→ Assignment:
Write out the listing beneath this instruction in its entirety, exactly as it reads.

**********

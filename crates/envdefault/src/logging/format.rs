//! Colorized single-line event format.

use std::fmt::{self, Write as _};

use chrono::Local;
use colored::{ColoredString, Colorize};
use tracing::{Event, Level, Subscriber};
use tracing_subscriber::fmt::format::Writer;
use tracing_subscriber::fmt::{FmtContext, FormatEvent, FormatFields};
use tracing_subscriber::registry::LookupSpan;

/// `chrono` format string for the timestamp column.
pub const TIMESTAMP_FORMAT: &str = "%Y-%m-%d %H:%M:%S";

/// Width of the level column, the length of `WARNING`.
const LEVEL_WIDTH: usize = 7;

/// Event formatter producing `LEVEL\tTIMESTAMP\tmessage` lines.
///
/// Continuation lines of a multi-line message are indented past the level
/// and timestamp columns so they line up under the message:
///
/// ```text
/// ERROR  	2024-05-01 12:00:00	request failed
///        		connection reset by peer
/// ```
///
/// Level labels are upper-case level names, with `WARNING` for warn. They
/// are colored (error red, warn yellow, info green, debug and
/// trace white) when the writer supports ANSI escapes.
#[derive(Clone, Copy, Debug)]
pub struct ConsoleFormat {
    ansi: bool,
}

impl ConsoleFormat {
    /// Creates a formatter with colors enabled.
    #[must_use]
    pub const fn new() -> Self {
        Self { ansi: true }
    }

    /// Enables or disables level colors.
    #[must_use]
    pub const fn with_ansi(mut self, ansi: bool) -> Self {
        self.ansi = ansi;
        self
    }
}

impl Default for ConsoleFormat {
    fn default() -> Self {
        Self::new()
    }
}

impl<S, N> FormatEvent<S, N> for ConsoleFormat
where
    S: Subscriber + for<'a> LookupSpan<'a>,
    N: for<'a> FormatFields<'a> + 'static,
{
    fn format_event(
        &self,
        ctx: &FmtContext<'_, S, N>,
        mut writer: Writer<'_>,
        event: &Event<'_>,
    ) -> fmt::Result {
        let mut message = String::new();
        ctx.format_fields(Writer::new(&mut message), event)?;

        let timestamp = Local::now().format(TIMESTAMP_FORMAT).to_string();
        let ansi = self.ansi && writer.has_ansi_escapes();

        writer.write_str(&render_line(
            *event.metadata().level(),
            &timestamp,
            &message,
            ansi,
        ))
    }
}

/// Renders one log line, including the trailing newline.
#[must_use]
pub fn render_line(level: Level, timestamp: &str, message: &str, ansi: bool) -> String {
    let label = if ansi {
        level_color(level).to_string()
    } else {
        level_label(level).to_string()
    };

    let mut lines = message.split('\n');
    let first = lines.next().unwrap_or_default();

    let mut out = format!("{label:<LEVEL_WIDTH$}\t{timestamp}\t{first}");
    for line in lines {
        // writing into a String cannot fail
        let _ = write!(out, "\n{:<LEVEL_WIDTH$}\t\t{line}", "");
    }
    out.push('\n');
    out
}

fn level_label(level: Level) -> &'static str {
    match level {
        Level::WARN => "WARNING",
        _ => level.as_str(),
    }
}

fn level_color(level: Level) -> ColoredString {
    let label = level_label(level);

    match level {
        Level::ERROR => label.red(),
        Level::WARN => label.yellow(),
        Level::INFO => label.green(),
        _ => label.white(),
    }
}

#[cfg(test)]
mod tests {
    use super::*;

    const TS: &str = "2024-05-01 12:00:00";

    #[test]
    fn test_single_line() {
        assert_eq!(
            render_line(Level::INFO, TS, "server started", false),
            "INFO   \t2024-05-01 12:00:00\tserver started\n"
        );
        assert_eq!(
            render_line(Level::ERROR, TS, "boom", false),
            "ERROR  \t2024-05-01 12:00:00\tboom\n"
        );
    }

    #[test]
    fn test_continuation_lines_are_padded() {
        let line = render_line(Level::WARN, TS, "first\nsecond\nthird", false);
        assert_eq!(
            line,
            "WARNING\t2024-05-01 12:00:00\tfirst\n       \t\tsecond\n       \t\tthird\n"
        );
    }

    #[test]
    fn test_level_labels() {
        let labels: Vec<String> = [Level::ERROR, Level::WARN, Level::INFO, Level::DEBUG, Level::TRACE]
            .into_iter()
            .map(|level| render_line(level, TS, "", false))
            .map(|line| line.split('\t').next().unwrap_or_default().to_string())
            .collect();

        assert_eq!(labels, ["ERROR  ", "WARNING", "INFO   ", "DEBUG  ", "TRACE  "]);
    }

    #[test]
    fn test_empty_message() {
        assert_eq!(
            render_line(Level::DEBUG, TS, "", false),
            "DEBUG  \t2024-05-01 12:00:00\t\n"
        );
    }

    #[test]
    fn test_timestamp_format_shape() {
        let now = Local::now().format(TIMESTAMP_FORMAT).to_string();
        assert_eq!(now.len(), TS.len());
        assert_eq!(&now[4..5], "-");
        assert_eq!(&now[10..11], " ");
    }
}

**********

→ Exercise response:
filename crates/envdefault/src/logging/format.rs
//! Colorized single-line event format.

use std::fmt::{self, Write as _};

use chrono::Local;
use colored::{ColoredString, Colorize};
use tracing::{Event, Level, Subscriber};
use tracing_subscriber::fmt::format::Writer;
use tracing_subscriber::fmt::{FmtContext, FormatEvent, FormatFields};
use tracing_subscriber::registry::LookupSpan;

/// `chrono` format string for the timestamp column.
pub const TIMESTAMP_FORMAT: &str = "%Y-%m-%d %H:%M:%S";

/// Width of the level column, the length of `WARNING`.
const LEVEL_WIDTH: usize = 7;

/// Event formatter producing `LEVEL\tTIMESTAMP\tmessage` lines.
///
/// Continuation lines of a multi-line message are indented past the level
/// and timestamp columns so they line up under the message:
///
/// ```text
/// ERROR  	2024-05-01 12:00:00	request failed
///        		connection reset by peer
/// ```
///
/// Level labels are upper-case level names, with `WARNING` for warn. They
/// are colored (error red, warn yellow, info green, debug and
/// trace white) when the writer supports ANSI escapes.
#[derive(Clone, Copy, Debug)]
pub struct ConsoleFormat {
    ansi: bool,
}

impl ConsoleFormat {
    /// Creates a formatter with colors enabled.
    #[must_use]
    pub const fn new() -> Self {
        Self { ansi: true }
    }

    /// Enables or disables level colors.
    #[must_use]
    pub const fn with_ansi(mut self, ansi: bool) -> Self {
        self.ansi = ansi;
        self
    }
}

impl Default for ConsoleFormat {
    fn default() -> Self {
        Self::new()
    }
}

impl<S, N> FormatEvent<S, N> for ConsoleFormat
where
    S: Subscriber + for<'a> LookupSpan<'a>,
    N: for<'a> FormatFields<'a> + 'static,
{
    fn format_event(
        &self,
        ctx: &FmtContext<'_, S, N>,
        mut writer: Writer<'_>,
        event: &Event<'_>,
    ) -> fmt::Result {
        let mut message = String::new();
        ctx.format_fields(Writer::new(&mut message), event)?;

        let timestamp = Local::now().format(TIMESTAMP_FORMAT).to_string();
        let ansi = self.ansi && writer.has_ansi_escapes();

        writer.write_str(&render_line(
            *event.metadata().level(),
            &timestamp,
            &message,
            ansi,
        ))
    }
}

/// Renders one log line, including the trailing newline.
#[must_use]
pub fn render_line(level: Level, timestamp: &str, message: &str, ansi: bool) -> String {
    let label = if ansi {
        level_color(level).to_string()
    } else {
        level_label(level).to_string()
    };

    let mut lines = message.split('\n');
    let first = lines.next().unwrap_or_default();

    let mut out = format!("{label:<LEVEL_WIDTH$}\t{timestamp}\t{first}");
    for line in lines {
        // writing into a String cannot fail
        let _ = write!(out, "\n{:<LEVEL_WIDTH$}\t\t{line}", "");
    }
    out.push('\n');
    out
}

fn level_label(level: Level) -> &'static str {
    match level {
        Level::WARN => "WARNING",
        _ => level.as_str(),
    }
}

fn level_color(level: Level) -> ColoredString {
    let label = level_label(level);

    match level {
        Level::ERROR => label.red(),
        Level::WARN => label.yellow(),
        Level::INFO => label.green(),
        _ => label.white(),
    }
}

#[cfg(test)]
mod tests {
    use super::*;

    const TS: &str = "2024-05-01 12:00:00";

    #[test]
    fn test_single_line() {
        assert_eq!(
            render_line(Level::INFO, TS, "server started", false),
            "INFO   \t2024-05-01 12:00:00\tserver started\n"
        );
        assert_eq!(
            render_line(Level::ERROR, TS, "boom", false),
            "ERROR  \t2024-05-01 12:00:00\tboom\n"
        );
    }

    #[test]
    fn test_continuation_lines_are_padded() {
        let line = render_line(Level::WARN, TS, "first\nsecond\nthird", false);
        assert_eq!(
            line,
            "WARNING\t2024-05-01 12:00:00\tfirst\n       \t\tsecond\n       \t\tthird\n"
        );
    }

    #[test]
    fn test_level_labels() {
        let labels: Vec<String> = [Level::ERROR, Level::WARN, Level::INFO, Level::DEBUG, Level::TRACE]
            .into_iter()
            .map(|level| render_line(level, TS, "", false))
            .map(|line| line.split('\t').next().unwrap_or_default().to_string())
            .collect();

        assert_eq!(labels, ["ERROR  ", "WARNING", "INFO   ", "DEBUG  ", "TRACE  "]);
    }

    #[test]
    fn test_empty_message() {
        assert_eq!(
            render_line(Level::DEBUG, TS, "", false),
            "DEBUG  \t2024-05-01 12:00:00\t\n"
        );
    }

    #[test]
    fn test_timestamp_format_shape() {
        let now = Local::now().format(TIMESTAMP_FORMAT).to_string();
        assert_eq!(now.len(), TS.len());
        assert_eq!(&now[4..5], "-");
        assert_eq!(&now[10..11], " ");
    }
}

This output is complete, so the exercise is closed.